The script was just a starting point, like a trampoline that we could bounce off.  A kind of skeleton, if you like. It acted as a kind of safety net. There was very little dialogue.  A great deal of the material, the nature of the interaction, came from what was happening on set and how it was happening. Doing a scene when you have no idea where it is going to go, and more to the point – if it is going to go anywhere at all can be very uncomfortable. I would say that ‘exploring a situation’ rather than ‘acting a prewritten scène’ is a lovely way of working when you have a director that you can understand (and can understand you) and with whom you share the same vocabulary. There is a certain amount of preparation needed in that kind of approach. Adina has her way of working that takes you into a profound process, so you’re not lost and you are pretty charged. What was nice about the relationship on set, was that she was as worried and excited as us.  So we all worked together (technicians included because for the camera and sound people, it wasn’t easy either) to do the best we could. The work was about being in the present moment, being spontaneous and authentic.

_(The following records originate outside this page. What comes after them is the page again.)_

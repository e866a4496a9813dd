//! Render command implementation.

use std::path::Path;

use clap::Args;

use crate::error::{MapError, Result};
use crate::executor::MainThread;
use crate::imaging::{RenderRequest, ScalingType};
use crate::output::{plural, Printer};
use crate::types::{OwnerId, MAX_POSTER_SIDE};

use super::Session;

/// Render an image from a URL into a new map or poster
#[derive(Args, Debug)]
pub struct RenderArgs {
    /// Image URL
    #[arg(required = true)]
    pub url: String,

    /// Owner UUID
    #[arg(long, short)]
    pub owner: OwnerId,

    /// Display name (default: "Map" or "Poster")
    #[arg(long, short)]
    pub name: Option<String>,

    /// Poster size in tiles as WxH (e.g. 3x2)
    #[arg(long, default_value = "1x1")]
    pub size: String,

    /// Scaling: none, contained, covered or stretched
    #[arg(long, default_value = "contained")]
    pub scaling: ScalingType,

    /// Ignore the configured image size limits
    #[arg(long)]
    pub bypass_size_limit: bool,
}

pub fn run(args: RenderArgs, data_dir: &Path, printer: &Printer) -> Result<()> {
    let (width, height) = parse_size(&args.size)?;
    let mut session = Session::open(data_dir)?;
    let main = MainThread::new();
    let renderer = session.renderer(&main)?;

    let mut request = RenderRequest::new(&args.url, args.owner)
        .scaling(args.scaling)
        .size(width, height)
        .bypass_size_limit(args.bypass_size_limit);
    if let Some(name) = args.name {
        request = request.name(name);
    }

    printer.status("Rendering", &args.url);
    let task = renderer.render(request);
    let map = main.run_until(&mut session.registry, &mut session.host, task)?;

    printer.success(
        "Rendered",
        &format!(
            "{} {} ({}, {})",
            map.map_type(),
            printer.bold(&map.key),
            map.size_label(),
            plural(map.tile_count(), "map ID", "map IDs")
        ),
    );
    Ok(())
}

/// Parse a "WxH" size string into (width, height) in tiles.
pub fn parse_size(s: &str) -> Result<(u32, u32)> {
    let parts: Vec<&str> = s.splitn(2, |c| c == 'x' || c == 'X').collect();
    if parts.len() != 2 {
        return Err(MapError::Parse {
            message: format!("Invalid size '{}': expected WxH (e.g. 3x2)", s),
            help: Some("Use the format WxH, for example: 1x1, 4x3".to_string()),
        });
    }

    let parse = |part: &str, axis: &str| {
        part.trim().parse::<u32>().map_err(|_| MapError::Parse {
            message: format!("Invalid {} '{}' in size '{}'", axis, part, s),
            help: Some(format!("The {} must be a positive integer", axis)),
        })
    };
    let w = parse(parts[0], "width")?;
    let h = parse(parts[1], "height")?;

    if w == 0 || h == 0 {
        return Err(MapError::Parse {
            message: format!("Size must be non-zero, got {}x{}", w, h),
            help: Some("Both width and height must be at least 1".to_string()),
        });
    }
    if w > MAX_POSTER_SIDE || h > MAX_POSTER_SIDE {
        return Err(MapError::PosterTooLarge { columns: w, rows: h });
    }
    Ok((w, h))
}
//! Shell completions generation.

use clap::Args;
use clap_complete::Shell;

/// Generate shell completions
#[derive(Args, Debug)]
pub struct CompletionsArgs {
    /// Shell to generate completions for
    #[arg(value_enum)]
    pub shell: Shell,
}

pub fn run(args: CompletionsArgs) -> crate::error::Result<()> {
    let mut cmd = <super::Cli as clap::CommandFactory>::command();
    clap_complete::generate(args.shell, &mut cmd, "mapframe", &mut std::io::stdout());
    Ok(())
}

What did you discover personally?

I discovered how little I knew! How much there is to experiment with!  I think the most surprising thing I discovered was when I was filming myself on a day off.  It was a way of staying involved in the process and not losing touch with the film.  It was something that spontaneously came to me when I woke up that morning. I put my body in the window frame (the window was very big) and I pushed and pushed against the structure. The architecture became my prison.  And since I had voluntarily put myself in that space – that I wasn’t a victim – my frustration and anger transformed into pleasure. Close to a sexual pleasure. It was very empowering.  When Seani Love talks about ‘conscious kink changing the world’, I understand how some sexual activities can release and transform very powerful negative energies. And that changed my outlook on BDSM.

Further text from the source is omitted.